Agree with that info WhoMoved. Disagree with the mechanism of "infecting the mother"
fishie
Fri 03-Jul-09 22:41:04
given swine flu is more likely to be caught by the young, i should think bf is important in minimising illness. there is probably also a role in helping to stop it mutating too but not sure enough bf children to do that in our society.
perfectprefect of course you are right but very literal, the effect is the same.
And that link has glaring scientific inaccuracies. Sorry.
Overall message is right. Details are highly inaccurate.
Surely bm can only help a bfing child if you are actually immune to something - the child is picking up immunity from your immune system? I may be wrong but I always thought that was the case and that as a child gets older the immunity given by bm reduces considerably anyway...
The problem with Swine flu is that it is a new virus and that none of us have any immunity to it....
<<bb prepares to be shot down for inaccurate science>>
fishie
Fri 03-Jul-09 22:53:02
in my pitifully small understanding, one of us picks it up and we pass it back and forth till both of us are ok or have succumbed. or we have died or it has mutated...
TBH Belgian...you are not inaccurate.
She will only recieve Swine flu specific antibodies if the mother makes swine flu ABs, which will only occur if the mother also become infected (although it can be an asymptomatic concurrent infection).
There are other goodies in milk which can help - like white clood cells which can deal with D&V type bugs in the stomach.
Milk itself is a pretty good anti-bactererial environment...but other than the ABs for a specific disease/bug it isn't going to help MASSIVELY with something the child is infected with systemincally (apart from subclinically infecting the mother for the mother to make ABs....)
Tambajam
Fri 03-Jul-09 23:03:55
Setting aside the tailor-made antibodies theme breastmilk also contains other components which help the body to fight viral attack.

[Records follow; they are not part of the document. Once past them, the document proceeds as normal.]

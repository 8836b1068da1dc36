//! Dataset I/O for breedmatch
//!
//! Loads raw breed rows for the matcher and writes query output. Nothing
//! here validates or cleans rows; that happens in
//! [`breedmatch_core::build_population`].

pub mod error;
pub mod dataset;
pub mod export;

pub use error::{Result, StorageError};
pub use dataset::{load_records, parse_json, parse_json_lines, DatasetFormat};
pub use export::export_json;
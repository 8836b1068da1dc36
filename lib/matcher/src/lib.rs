//! # breedmatch Matcher
//!
//! Breed matching sessions built on `breedmatch-core`.
//!
//! ## Features
//!
//! - **By-example queries**: breeds most similar to a named breed, excluding itself
//! - **By-preference queries**: breeds closest to a set of desired trait values
//! - **Explainability**: per-feature breakdown of every match distance
//! - **Reloadable sessions**: atomic swap of the population/stats/index triple
//!
//! ## Example
//!
//! ```rust
//! use breedmatch_matcher::{BreedMatcher, Preference};
//! use breedmatch_core::RawBreedRecord;
//!
//! let matcher = BreedMatcher::new(vec![
//!     RawBreedRecord::from_values("Beagle", [6.0, 0.8, 0.6, 0.8, 13.0, 15.0]),
//!     RawBreedRecord::from_values("Pug", [32.0, 0.6, 0.8, 0.6, 10.0, 13.0]),
//!     RawBreedRecord::from_values("Akita", [47.0, 0.6, 0.4, 0.8, 24.0, 28.0]),
//! ]).unwrap();
//!
//! let similar = matcher.match_by_example("Beagle", 2).unwrap();
//! assert_eq!(similar.len(), 2);
//!
//! let preference = Preference::from_values(&[20.0, 0.7, 0.7, 0.7, 12.0, 15.0]).unwrap();
//! let best = matcher.match_by_preference(&preference, 1).unwrap();
//! assert_eq!(best[0].rank, 1);
//! ```
//!
//! ## Architecture
//!
//! ```text
//! ┌─────────────┐     ┌─────────────┐     ┌─────────────┐
//! │ Population  │────>│    Stats    │────>│    Index    │
//! │  (records)  │     │ (mean, std) │     │ (k-NN scan) │
//! └─────────────┘     └─────────────┘     └─────────────┘
//!       │                    │                   │
//!       └────────────────────┼───────────────────┘
//!                     ┌─────────────┐
//!                     │ BreedMatcher│
//!                     └─────────────┘
//!                            │
//!                     ┌─────────────┐
//!                     │   Explain   │
//!                     └─────────────┘
//! ```

pub mod preference;
pub mod matcher;
pub mod explain;
pub mod session;

// Re-export main types for convenience
pub use preference::Preference;
pub use matcher::{BreedMatch, BreedMatcher};
pub use explain::{FeatureContribution, MatchExplanation, MatchSummary};
pub use session::MatcherHandle;
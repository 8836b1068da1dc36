use anyhow::Context;
use breedmatch::{
    export_json, load_records, BreedMatch, BreedMatcher, Error, ErrorKind, Feature,
    FeatureVector, MatchExplanation, MatchSummary, PopulationOptions, Preference,
};
use clap::{Parser, Subcommand};
use serde::Serialize;
use std::fmt;
use std::path::PathBuf;
use std::process::ExitCode;
use tracing::{error, info, Level};
use tracing_subscriber::{EnvFilter, FmtSubscriber};

/// Find similar dog breeds by example or by trait preferences
#[derive(Parser, Debug)]
#[command(name = "breedmatch")]
#[command(about = "Find similar dog breeds by example or by trait preferences", long_about = None)]
struct Args {
    /// Breed dataset (.json array or .jsonl rows)
    #[arg(short, long)]
    data: PathBuf,

    /// Log level
    #[arg(long, default_value = "info")]
    log_level: String,

    /// Drop rows with out-of-range values (max < min height, traits outside 0-1)
    #[arg(long)]
    strict_ranges: bool,

    /// Include a per-feature breakdown of every match
    #[arg(long)]
    explain: bool,

    #[command(subcommand)]
    command: Command,
}

#[derive(Subcommand, Debug)]
enum Command {
    /// Breeds most similar to an existing breed
    Example {
        /// Breed name (case-sensitive)
        breed: String,

        /// Number of breeds to return
        #[arg(short, default_value_t = 5)]
        k: usize,
    },

    /// Breeds closest to a set of trait preferences
    Prefer {
        #[arg(long)]
        popularity: Option<f64>,
        #[arg(long)]
        trainability: Option<f64>,
        #[arg(long)]
        demeanor: Option<f64>,
        #[arg(long)]
        energy_level: Option<f64>,
        #[arg(long)]
        min_height: Option<f64>,
        #[arg(long)]
        max_height: Option<f64>,

        /// Number of breeds to return
        #[arg(short, default_value_t = 5)]
        k: usize,
    },

    /// Fitted normalization statistics
    Stats {
        /// Also write the statistics to this file
        #[arg(long)]
        out: Option<PathBuf>,
    },
}

#[derive(Serialize)]
struct QueryOutput {
    matches: Vec<BreedMatch>,
    #[serde(skip_serializing_if = "Option::is_none")]
    explanations: Option<Vec<MatchExplanation>>,
    #[serde(skip_serializing_if = "Option::is_none")]
    summary: Option<MatchSummary>,
}

#[derive(Serialize)]
struct FeatureStats {
    feature: Feature,
    mean: f64,
    std: f64,
}

#[derive(Serialize)]
struct StatsOutput {
    population_size: usize,
    features: Vec<FeatureStats>,
}

fn main() -> ExitCode {
    let args = Args::parse();

    if let Err(e) = init_logging(&args.log_level) {
        eprintln!("failed to initialize logging: {e}");
        return ExitCode::FAILURE;
    }

    match run(args) {
        Ok(()) => ExitCode::SUCCESS,
        Err(e) => {
            error!("{:#}", e);
            let (message, code) = match e.downcast_ref::<Error>() {
                Some(err) => {
                    let mut message = describe(err);
                    if let Some(hint) = e.downcast_ref::<DidYouMean>() {
                        message = format!("{message}; {hint}");
                    }
                    (message, exit_code(err.kind()))
                }
                None => (format!("{:#}", e), 1),
            };
            eprintln!("error: {message}");
            ExitCode::from(code)
        }
    }
}

fn init_logging(log_level: &str) -> anyhow::Result<()> {
    let log_level = match log_level {
        "trace" => Level::TRACE,
        "debug" => Level::DEBUG,
        "info" => Level::INFO,
        "warn" => Level::WARN,
        "error" => Level::ERROR,
        _ => Level::INFO,
    };

    let filter = EnvFilter::try_from_default_env()
        .unwrap_or_else(|_| EnvFilter::new(log_level.as_str().to_ascii_lowercase()));
    let subscriber = FmtSubscriber::builder()
        .with_env_filter(filter)
        .with_writer(std::io::stderr)
        .finish();
    tracing::subscriber::set_global_default(subscriber)?;
    Ok(())
}

fn run(args: Args) -> anyhow::Result<()> {
    info!("Starting breedmatch v{}", env!("CARGO_PKG_VERSION"));

    let records = load_records(&args.data)
        .with_context(|| format!("loading dataset {:?}", args.data))?;
    let options = PopulationOptions {
        validate_ranges: args.strict_ranges,
    };
    let matcher = BreedMatcher::with_options(records, &options)?;
    info!(breeds = matcher.population_size(), "population ready");

    match args.command {
        Command::Example { breed, k } => {
            let matches = match matcher.match_by_example(&breed, k) {
                Err(err @ Error::BreedNotFound(_)) => {
                    let err = anyhow::Error::new(err);
                    return Err(match suggest_breed(&matcher, &breed) {
                        Some(name) => err.context(DidYouMean(name)),
                        None => err,
                    });
                }
                other => other?,
            };
            let query = matcher.example_query(&breed)?;
            print_json(&query_output(&matcher, &query, matches, args.explain))
        }
        Command::Prefer {
            popularity,
            trainability,
            demeanor,
            energy_level,
            min_height,
            max_height,
            k,
        } => {
            let preference = Preference {
                popularity,
                trainability,
                demeanor,
                energy_level,
                min_height,
                max_height,
            };
            let matches = matcher.match_by_preference(&preference, k)?;
            let query = matcher.preference_query(&preference)?;
            print_json(&query_output(&matcher, &query, matches, args.explain))
        }
        Command::Stats { out } => {
            let stats = matcher.stats();
            if let Some(path) = out {
                export_json(&path, stats)
                    .with_context(|| format!("writing statistics to {:?}", path))?;
                info!(path = ?path, "statistics exported");
            }
            let output = StatsOutput {
                population_size: matcher.population_size(),
                features: stats
                    .means()
                    .iter()
                    .zip(stats.stds().iter())
                    .map(|((feature, mean), (_, std))| FeatureStats { feature, mean, std })
                    .collect(),
            };
            print_json(&output)
        }
    }
}

fn query_output(
    matcher: &BreedMatcher,
    query: &FeatureVector,
    matches: Vec<BreedMatch>,
    explain: bool,
) -> QueryOutput {
    if !explain {
        return QueryOutput {
            matches,
            explanations: None,
            summary: None,
        };
    }
    let explanations = matcher.explain(query, &matches);
    let summary = MatchSummary::compute(&explanations);
    QueryOutput {
        matches,
        explanations: Some(explanations),
        summary: Some(summary),
    }
}

fn print_json<T: Serialize>(value: &T) -> anyhow::Result<()> {
    println!("{}", serde_json::to_string_pretty(value)?);
    Ok(())
}

/// Case-insensitive spelling of a breed name that was not found
#[derive(Debug)]
struct DidYouMean(String);

impl fmt::Display for DidYouMean {
    fn fmt(&self, f: &mut fmt::Formatter<'_>) -> fmt::Result {
        write!(f, "did you mean '{}'?", self.0)
    }
}

fn suggest_breed(matcher: &BreedMatcher, name: &str) -> Option<String> {
    matcher
        .population()
        .iter()
        .find(|r| r.name.eq_ignore_ascii_case(name))
        .map(|r| r.name.clone())
}

fn describe(err: &Error) -> String {
    match err {
        Error::BreedNotFound(name) => {
            format!("no breed named {name}; names are matched exactly")
        }
        Error::InvalidPreference { feature, reason } => format!(
            "preference for {feature} is unusable ({reason}); pass --{} with a number",
            feature.name().replace('_', "-")
        ),
        Error::InvalidK { k, max } => {
            format!("cannot return {k} breed(s); choose -k between 1 and {max}")
        }
        Error::DegenerateFeature { feature, value } => format!(
            "every breed in the dataset has {feature} = {value}, so breeds cannot be compared on it"
        ),
        other => other.to_string(),
    }
}

fn exit_code(kind: ErrorKind) -> u8 {
    match kind {
        ErrorKind::Data => 65,
        ErrorKind::DegenerateFeature => 65,
        ErrorKind::BreedNotFound => 2,
        ErrorKind::InvalidPreference => 2,
        ErrorKind::InvalidK => 2,
    }
}
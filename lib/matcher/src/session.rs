//! Shared handle over the current matching session
//!
//! Readers take an `Arc` snapshot and query it without holding the lock.
//! Reloads build a complete new [`BreedMatcher`] before swapping it in, so
//! no reader ever sees a population paired with another snapshot's stats.

use crate::matcher::BreedMatcher;
use breedmatch_core::{PopulationOptions, RawBreedRecord, Result};
use parking_lot::RwLock;
use std::sync::atomic::{AtomicU64, Ordering};
use std::sync::Arc;
use tracing::{info, warn};

pub struct MatcherHandle {
    current: RwLock<Arc<BreedMatcher>>,
    generation: AtomicU64,
    options: PopulationOptions,
}

impl MatcherHandle {
    pub fn new(matcher: BreedMatcher) -> Self {
        Self::with_options(matcher, PopulationOptions::default())
    }

    /// Wrap a session; `options` are used for later reloads
    pub fn with_options(matcher: BreedMatcher, options: PopulationOptions) -> Self {
        Self {
            current: RwLock::new(Arc::new(matcher)),
            generation: AtomicU64::new(0),
            options,
        }
    }

    /// The session current at the time of the call
    pub fn snapshot(&self) -> Arc<BreedMatcher> {
        self.current.read().clone()
    }

    /// Number of successful reloads
    pub fn generation(&self) -> u64 {
        self.generation.load(Ordering::Acquire)
    }

    /// Rebuild from new rows and swap the session in
    ///
    /// On error the current session stays in place.
    pub fn reload(&self, records: Vec<RawBreedRecord>) -> Result<Arc<BreedMatcher>> {
        let rebuilt = match BreedMatcher::with_options(records, &self.options) {
            Ok(matcher) => Arc::new(matcher),
            Err(e) => {
                warn!(error = %e, "reload failed; keeping current session");
                return Err(e);
            }
        };

        let previous = std::mem::replace(&mut *self.current.write(), rebuilt.clone());
        let generation = self.generation.fetch_add(1, Ordering::AcqRel) + 1;
        info!(
            generation,
            breeds = rebuilt.population_size(),
            previous_breeds = previous.population_size(),
            "swapped breed matcher"
        );
        Ok(rebuilt)
    }
}
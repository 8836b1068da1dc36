use crate::vector::l2_distance;
use crate::{Error, FeatureVector, Result};
use ordered_float::OrderedFloat;
use serde::Serialize;
use std::cmp::Ordering;
use std::collections::BinaryHeap;

/// A stored vector returned by a query, with its distance to the query
#[derive(Debug, Clone, Copy, PartialEq, Serialize)]
pub struct Neighbor {
    /// Position of the vector in build order
    pub index: usize,
    pub distance: f64,
}

/// Candidate ordered by (distance, index)
///
/// In a `BinaryHeap` the top is the worst candidate kept so far: the
/// furthest, and among equally far ones the highest index.
#[derive(Clone, Copy, PartialEq, Eq)]
struct Candidate {
    dist: OrderedFloat<f64>,
    idx: usize,
}

impl Ord for Candidate {
    fn cmp(&self, other: &Self) -> Ordering {
        self.dist
            .cmp(&other.dist)
            .then_with(|| self.idx.cmp(&other.idx))
    }
}

impl PartialOrd for Candidate {
    fn partial_cmp(&self, other: &Self) -> Option<Ordering> {
        Some(self.cmp(other))
    }
}

/// Exact k-nearest-neighbor index under Euclidean distance
///
/// Vectors are stored contiguously in build order and never mutated; a
/// changed population needs a fresh index. Queries scan every vector and
/// keep the best `k` in a bounded max-heap, which is exact and fast enough
/// for populations of a few thousand rows.
#[derive(Debug, Clone)]
pub struct NeighborIndex {
    /// Contiguous storage for all vectors
    vectors: Vec<f64>,
    dim: usize,
    len: usize,
}

impl NeighborIndex {
    /// Build an index over feature vectors, keyed by their position
    pub fn build(vectors: &[FeatureVector]) -> Self {
        let dim = vectors.first().map_or(crate::FEATURE_COUNT, FeatureVector::dim);
        let mut data = Vec::with_capacity(vectors.len() * dim);
        for v in vectors {
            data.extend_from_slice(v.as_slice());
        }
        Self {
            vectors: data,
            dim,
            len: vectors.len(),
        }
    }

    #[inline]
    pub fn len(&self) -> usize {
        self.len
    }

    #[inline]
    pub fn is_empty(&self) -> bool {
        self.len == 0
    }

    #[inline]
    pub fn dim(&self) -> usize {
        self.dim
    }

    /// Stored vector at `index`
    #[inline]
    pub fn get(&self, index: usize) -> Option<&[f64]> {
        if index >= self.len {
            return None;
        }
        let start = index * self.dim;
        Some(&self.vectors[start..start + self.dim])
    }

    /// The `k` stored vectors closest to `query`, nearest first
    ///
    /// Equal distances are ordered by index. The query point itself is not
    /// excluded if it is stored.
    pub fn query(&self, query: &[f64], k: usize) -> Result<Vec<Neighbor>> {
        if k < 1 || k > self.len {
            return Err(Error::InvalidK { k, max: self.len });
        }
        if query.len() != self.dim {
            return Err(Error::InvalidDimension {
                expected: self.dim,
                actual: query.len(),
            });
        }

        let mut heap: BinaryHeap<Candidate> = BinaryHeap::with_capacity(k + 1);
        for (idx, stored) in self.vectors.chunks_exact(self.dim).enumerate() {
            let candidate = Candidate {
                dist: OrderedFloat(l2_distance(query, stored)),
                idx,
            };
            if heap.len() < k {
                heap.push(candidate);
            } else if heap.peek().is_some_and(|worst| candidate < *worst) {
                heap.pop();
                heap.push(candidate);
            }
        }

        Ok(heap
            .into_sorted_vec()
            .into_iter()
            .map(|c| Neighbor {
                index: c.idx,
                distance: c.dist.into_inner(),
            })
            .collect())
    }
}

#[cfg(test)]
mod tests {
    use super::*;

    fn vector(x: f64, y: f64) -> FeatureVector {
        FeatureVector::new([x, y, 0.0, 0.0, 0.0, 0.0])
    }

    fn grid() -> NeighborIndex {
        NeighborIndex::build(&[
            vector(0.0, 0.0),
            vector(3.0, 4.0),
            vector(1.0, 0.0),
            vector(0.0, 2.0),
        ])
    }

    #[test]
    fn test_query_orders_by_distance() {
        let index = grid();
        let neighbors = index.query(vector(0.0, 0.0).as_slice(), 4).unwrap();

        let order: Vec<usize> = neighbors.iter().map(|n| n.index).collect();
        assert_eq!(order, vec![0, 2, 3, 1]);
        assert_eq!(neighbors[0].distance, 0.0);
        assert!((neighbors[3].distance - 5.0).abs() < 1e-12);
    }

    #[test]
    fn test_query_includes_stored_query_point() {
        let index = grid();
        let neighbors = index.query(vector(3.0, 4.0).as_slice(), 1).unwrap();
        assert_eq!(neighbors, vec![Neighbor { index: 1, distance: 0.0 }]);
    }

    #[test]
    fn test_ties_break_by_lower_index() {
        let index = NeighborIndex::build(&[
            vector(5.0, 5.0),
            vector(0.0, 1.0),
            vector(1.0, 0.0),
            vector(-1.0, 0.0),
        ]);
        let neighbors = index.query(vector(0.0, 0.0).as_slice(), 2).unwrap();
        let order: Vec<usize> = neighbors.iter().map(|n| n.index).collect();
        assert_eq!(order, vec![1, 2]);

        let neighbors = index.query(vector(0.0, 0.0).as_slice(), 3).unwrap();
        let order: Vec<usize> = neighbors.iter().map(|n| n.index).collect();
        assert_eq!(order, vec![1, 2, 3]);
    }

    #[test]
    fn test_invalid_k_is_rejected() {
        let index = grid();
        let q = vector(0.0, 0.0);
        assert!(matches!(
            index.query(q.as_slice(), 0),
            Err(Error::InvalidK { k: 0, max: 4 })
        ));
        assert!(matches!(
            index.query(q.as_slice(), 5),
            Err(Error::InvalidK { k: 5, max: 4 })
        ));
    }

    #[test]
    fn test_dimension_mismatch_is_rejected() {
        let index = grid();
        assert!(matches!(
            index.query(&[0.0, 0.0], 1),
            Err(Error::InvalidDimension { expected: 6, actual: 2 })
        ));
    }

    #[test]
    fn test_empty_index_rejects_every_k() {
        let index = NeighborIndex::build(&[]);
        assert!(index.is_empty());
        assert!(matches!(
            index.query(&[0.0; 6], 1),
            Err(Error::InvalidK { k: 1, max: 0 })
        ));
    }

    #[test]
    fn test_get_returns_stored_vector() {
        let index = grid();
        assert_eq!(index.get(1).unwrap()[..2], [3.0, 4.0]);
        assert!(index.get(4).is_none());
    }
}
use crate::error::{Result, StorageError};
use atomicwrites::{AtomicFile, OverwriteBehavior};
use serde::Serialize;
use std::io::Write;
use std::path::Path;
use tracing::debug;

/// Write `value` as pretty JSON, replacing `path` atomically
///
/// Readers of `path` see either the old file or the complete new one.
pub fn export_json<T: Serialize, P: AsRef<Path>>(path: P, value: &T) -> Result<()> {
    let path = path.as_ref();
    let bytes = serde_json::to_vec_pretty(value)?;

    AtomicFile::new(path, OverwriteBehavior::AllowOverwrite)
        .write(|file| {
            file.write_all(&bytes)?;
            file.write_all(b"\n")
        })
        .map_err(|e| StorageError::Io {
            path: path.to_path_buf(),
            source: match e {
                atomicwrites::Error::Internal(e) | atomicwrites::Error::User(e) => e,
            },
        })?;

    debug!(path = %path.display(), bytes = bytes.len(), "exported json");
    Ok(())
}

#[cfg(test)]
mod tests {
    use super::*;
    use serde_json::json;

    #[test]
    fn test_export_writes_and_overwrites() {
        let dir = tempfile::tempdir().unwrap();
        let path = dir.path().join("stats.json");

        export_json(&path, &json!({"samples": 3})).unwrap();
        export_json(&path, &json!({"samples": 4})).unwrap();

        let written: serde_json::Value =
            serde_json::from_str(&std::fs::read_to_string(&path).unwrap()).unwrap();
        assert_eq!(written["samples"], 4);
    }

    #[test]
    fn test_export_into_missing_directory_fails() {
        let dir = tempfile::tempdir().unwrap();
        let err = export_json(dir.path().join("nope/stats.json"), &json!({})).unwrap_err();
        assert!(matches!(err, StorageError::Io { .. }));
    }
}
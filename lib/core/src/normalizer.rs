//! Z-score normalization fit on a breed population
//!
//! Statistics are fit once per population snapshot and reused for every
//! vector normalized against that snapshot, including synthetic queries.

use crate::feature::{Feature, FEATURE_COUNT};
use crate::record::FeaturePopulation;
use crate::vector::FeatureVector;
use crate::{Error, Result};
use serde::{Deserialize, Serialize};

/// Per-feature mean and sample standard deviation
///
/// Every standard deviation is strictly positive; [`NormalizationStats::fit`]
/// refuses to build stats that would divide by zero.
#[derive(Debug, Clone, Serialize, Deserialize, PartialEq)]
pub struct NormalizationStats {
    mean: FeatureVector,
    std: FeatureVector,
    /// Number of records the stats were fit on
    samples: usize,
}

impl NormalizationStats {
    /// Fit mean and sample standard deviation (ddof = 1) per feature
    pub fn fit(population: &FeaturePopulation) -> Result<Self> {
        let n = population.len();
        if n < 2 {
            return Err(Error::PopulationTooSmall { size: n });
        }

        let vectors = population.feature_vectors();

        // Constant columns are caught by value so mean rounding cannot mask them.
        for feature in Feature::ALL {
            let first = vectors[0].get(feature);
            if vectors.iter().all(|v| v.get(feature) == first) {
                return Err(Error::DegenerateFeature { feature, value: first });
            }
        }

        let mut mean = [0.0; FEATURE_COUNT];
        let mut std = [0.0; FEATURE_COUNT];
        for feature in Feature::ALL {
            let j = feature.index();
            let (m, s) = column_stats(vectors.iter().map(|v| v.as_slice()[j]));
            if !m.is_finite() || !s.is_finite() {
                return Err(overflow(population, feature));
            }
            if s <= 0.0 {
                return Err(Error::DegenerateFeature {
                    feature,
                    value: vectors[0].get(feature),
                });
            }
            mean[j] = m;
            std[j] = s;
        }

        Ok(Self {
            mean: FeatureVector::new(mean),
            std: FeatureVector::new(std),
            samples: n,
        })
    }

    /// Standardize a raw vector: `(v - mean) / std` per feature
    pub fn transform(&self, vector: &FeatureVector) -> FeatureVector {
        let mut out = [0.0; FEATURE_COUNT];
        for (j, o) in out.iter_mut().enumerate() {
            *o = (vector.as_slice()[j] - self.mean.as_slice()[j]) / self.std.as_slice()[j];
        }
        FeatureVector::new(out)
    }

    /// Map a normalized vector back to raw units
    pub fn inverse_transform(&self, vector: &FeatureVector) -> FeatureVector {
        let mut out = [0.0; FEATURE_COUNT];
        for (j, o) in out.iter_mut().enumerate() {
            *o = vector.as_slice()[j] * self.std.as_slice()[j] + self.mean.as_slice()[j];
        }
        FeatureVector::new(out)
    }

    pub fn mean(&self, feature: Feature) -> f64 {
        self.mean.get(feature)
    }

    pub fn std(&self, feature: Feature) -> f64 {
        self.std.get(feature)
    }

    pub fn means(&self) -> &FeatureVector {
        &self.mean
    }

    pub fn stds(&self) -> &FeatureVector {
        &self.std
    }

    pub fn samples(&self) -> usize {
        self.samples
    }
}

/// Mean and sample std of one column
///
/// Values are scaled by the column's largest magnitude first so that
/// finite inputs cannot overflow the sum of squared deviations.
fn column_stats(values: impl Iterator<Item = f64> + Clone) -> (f64, f64) {
    let n = values.clone().count() as f64;
    let scale = values.clone().fold(0.0_f64, |acc, v| acc.max(v.abs()));
    if scale == 0.0 {
        return (0.0, 0.0);
    }

    let mean = values.clone().map(|v| v / scale).sum::<f64>() / n;
    let var = values
        .map(|v| {
            let diff = v / scale - mean;
            diff * diff
        })
        .sum::<f64>()
        / (n - 1.0);
    (mean * scale, var.sqrt() * scale)
}

fn overflow(population: &FeaturePopulation, feature: Feature) -> Error {
    let widest = population
        .iter()
        .max_by(|a, b| a.features()[feature].abs().total_cmp(&b.features()[feature].abs()));
    match widest {
        Some(record) => Error::data(
            record.name.clone(),
            format!(
                "{} value {} is too large to normalize",
                feature.column(),
                record.features()[feature]
            ),
        ),
        None => Error::PopulationTooSmall { size: 0 },
    }
}
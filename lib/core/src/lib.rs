//! # breedmatch Core
//!
//! Core library for breedmatch.
//!
//! This crate provides the fundamental data structures and algorithms:
//!
//! - [`Feature`] / [`FeatureVector`] - The fixed six-feature breed schema
//! - [`BreedRecord`] / [`FeaturePopulation`] - Validated, deduplicated breed table
//! - [`NormalizationStats`] - Z-score statistics fit on a population
//! - [`NeighborIndex`] - Exact k-nearest-neighbor search under Euclidean distance
//!
//! ## Example
//!
//! ```rust
//! use breedmatch_core::{build_population, NeighborIndex, NormalizationStats, RawBreedRecord};
//!
//! let population = build_population(vec![
//!     RawBreedRecord::from_values("Beagle", [6.0, 0.8, 0.6, 0.8, 13.0, 15.0]),
//!     RawBreedRecord::from_values("Pug", [32.0, 0.6, 0.8, 0.6, 10.0, 13.0]),
//!     RawBreedRecord::from_values("Akita", [47.0, 0.6, 0.4, 0.8, 24.0, 28.0]),
//! ]).unwrap();
//!
//! let stats = NormalizationStats::fit(&population).unwrap();
//! let normalized: Vec<_> = population
//!     .iter()
//!     .map(|record| stats.transform(&record.features()))
//!     .collect();
//! let index = NeighborIndex::build(&normalized);
//!
//! let neighbors = index.query(normalized[0].as_slice(), 2).unwrap();
//! assert_eq!(neighbors[0].index, 0);
//! ```

pub mod error;
pub mod feature;
pub mod vector;
pub mod record;
pub mod normalizer;
pub mod index;

pub use error::{Error, ErrorKind, Result};
pub use feature::{Feature, FEATURE_COUNT};
pub use vector::FeatureVector;
pub use record::{
    build_population, build_population_with, BreedRecord, FeaturePopulation, PopulationOptions,
    RawBreedRecord,
};
pub use normalizer::NormalizationStats;
pub use index::{NeighborIndex, Neighbor};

Mucin proteins contain proteins and carbohydrates that literally stick to viruses and make them pass through the body more quickly. This is one of the main ways breastmilk can help minimize diarrhoea.
Lysozyme is another protein that kills viruses.
Interferon is another antiviral substance which inhibits viral reproduction.
But even if the mother is not fully infected the specialized antibodies maufacturing starts immediately. When a baby feeds the thin skin of the nipple/ areola allows some pathogens to pass into the mother's bloodstream from the baby's saliva. This speeds up the process by which the mother manufactures the antibodies.
But all of those (with the possible exception of interferon) things are directed against pathogens which are located in the gastro-intestinal tract of the infant. Not the systemic circulation of the infant.
TBH...it is a mute point - as OPs question has been answered....we are now debating the finer points - which aren't strictly relevant to OP's question.
interestingly one study recently has found that this swine flu may be able to travel to gastrointestinal tract (well in ferrets anyway!).
link to article
So perhaps (utter speculation!) breast-feeding might help with that aspect.
Good point actually - I had forgotten about the D&V with the flu.